Dalle pagine di Casabella n. 801 una nuova denuncia contro l’abbandono delle opere del Foro Italico, scempio denunciato da anni. Solo qualche mese fa il CE.S.A.R. in seguito alla chiusura dell’Ostello della Gioventù annunciava “la fine del foro italico” devastato dalla privatizzazione e dallo sfruttamento a scopo di lucro.

L’articolo a firma di Francesco Dal Co è dedicato alla Casa delle Armi (Accademia della Scherma) commissionata a Luigi Moretti nel 1933,completata nel 1936 rappresenta una delle opere più significative dell’architetto, un esempio dell’originalità con cui l’architettura razionalista venne interpretata dai migliori architetti italiani del tempo.
 
La casa delle armi  è tra le architetture inserite nell’itinerario delle opere romane di Luigi Moretti pubblicato in un numero monografico del bimestrale CE.S.A.R., quest’architettura è stata adattata nel tempo a diverse funzioni, da aula giudiziaria a caserma dei carabinieri. Oggi pur se in parte liberata, internamente è oggetto di lavori,  mantiene all’esterno un aspetto fatiscente. È in condizioni pietose, sia esternamente per il distacco dei marmi che internamente per le modifiche strutturali che l’hanno snaturata.
 
Considerata il più importante esempio mondiale di Architettura Razionalista, oggetto di studi da tutto il mondo, non può essere visitata neppure all’esterno.

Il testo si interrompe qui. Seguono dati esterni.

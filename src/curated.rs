//! Curated-list discoverer: fetches well-known "awesome" list READMEs and
//! extracts the GitHub repositories they link to.

use std::collections::HashSet;

use anyhow::Result;
use once_cell::sync::Lazy;
use regex_lite::Regex;

use crate::fetcher::HttpFetcher;
use crate::types::{ArtifactType, Candidate};

/// Lists crawled in discover mode, each labelling its links with one type.
pub fn default_lists() -> Vec<(String, ArtifactType)> {
    vec![
        ("punkpeye/awesome-mcp-servers".into(), ArtifactType::McpServer),
        ("anthropics/skills".into(), ArtifactType::Skill),
        ("PatrickJS/awesome-cursorrules".into(), ArtifactType::RuleSet),
        ("restyler/awesome-n8n".into(), ArtifactType::WorkflowNode),
        ("kyrolabs/awesome-langchain".into(), ArtifactType::FrameworkTool),
    ]
}

/// Raw-content URL candidates tried in order; lists disagree on default
/// branch and README casing.
const RAW_PATHS: [(&str, &str); 4] = [
    ("main", "README.md"),
    ("master", "README.md"),
    ("main", "readme.md"),
    ("master", "readme.md"),
];

static GITHUB_LINK_RE: Lazy<Regex> = Lazy::new(|| {
    Regex::new(r"https?://github\.com/([a-zA-Z0-9_.-]+/[a-zA-Z0-9_.-]+)").unwrap()
});

/// Link targets under github.com that are pages, not repositories.
const NON_REPO_PATHS: &[&str] = &[
    "issues",
    "pull",
    "blob",
    "tree",
    "wiki",
    "releases",
    "actions",
    "discussions",
    "sponsors",
    "topics",
];

pub struct CuratedClient {
    fetcher: HttpFetcher,
}

impl CuratedClient {
    pub fn new(fetcher: HttpFetcher) -> Self {
        Self { fetcher }
    }

    /// Fetch one list's README, trying branch/filename combinations in order.
    async fn fetch_readme(&self, list_repo: &str) -> Option<String> {
        for (branch, filename) in RAW_PATHS {
            let url = format!(
                "https://raw.githubusercontent.com/{}/{}/{}",
                list_repo, branch, filename
            );
            match self.fetcher.get_text(&url, &[]).await {
                Ok(text) if !text.trim().is_empty() => return Some(text),
                _ => continue,
            }
        }
        None
    }

    /// Discover candidates from one curated list. The list repo itself is
    /// excluded from its own results.
    pub async fn discover(
        &self,
        list_repo: &str,
        hint: ArtifactType,
        limit: usize,
        seen: &mut HashSet<String>,
    ) -> Result<Vec<Candidate>> {
        let Some(markdown) = self.fetch_readme(list_repo).await else {
            eprintln!("  \x1b[33m..\x1b[0m no readable README for {}", list_repo);
            return Ok(Vec::new());
        };
        let list_canonical = crate::types::canonical_repo_id(list_repo);
        let mut out = Vec::new();
        for repo in extract_repo_links(&markdown) {
            if out.len() >= limit {
                break;
            }
            let canonical = crate::types::canonical_repo_id(&repo);
            if canonical == list_canonical {
                continue;
            }
            if seen.insert(canonical) {
                out.push(Candidate::new(repo, hint));
            }
        }
        Ok(out)
    }
}

/// Extract "owner/repo" targets from markdown. Deep links (issues, blobs)
/// and profile-page paths are filtered out.
pub fn extract_repo_links(markdown: &str) -> Vec<String> {
    let mut repos = Vec::new();
    let mut seen = HashSet::new();

    for cap in GITHUB_LINK_RE.captures_iter(markdown) {
        let Some(m) = cap.get(1) else { continue };
        let repo = m.as_str().trim_end_matches(".git");
        let parts: Vec<&str> = repo.split('/').take(2).collect();
        if parts.len() != 2 || parts[0].is_empty() || parts[1].is_empty() {
            continue;
        }
        let name = parts[1];
        if NON_REPO_PATHS.contains(&name) || name.contains('#') || name.contains('?') {
            continue;
        }
        let full_name = format!("{}/{}", parts[0], name);
        if seen.insert(full_name.to_lowercase()) {
            repos.push(full_name);
        }
    }

    repos
}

Un tentativo di restauro degli splendidi marmi venati di Carrara che ne costituiscono il rivestimento è stato effettuato con assoluta incompetenza causando dei danni irreparabili. Ed è proprio quest’incuria l’oggetto della denuncia dell’articolo di Casabella.
 
La rivista ha scelto di documentare lo scempio attraverso il confronto di fotografie scattate in varie epoche. Passando dall’ "atmosfera di sospesa bellezza” che l’opera doveva trasmettere appena completata nel 1936, alla palpabile testimonianza di incuria dello stato attuale.

(nella foto: casa delle armi Luigi Moretti 1933-36, mosaici allo stato attuale.)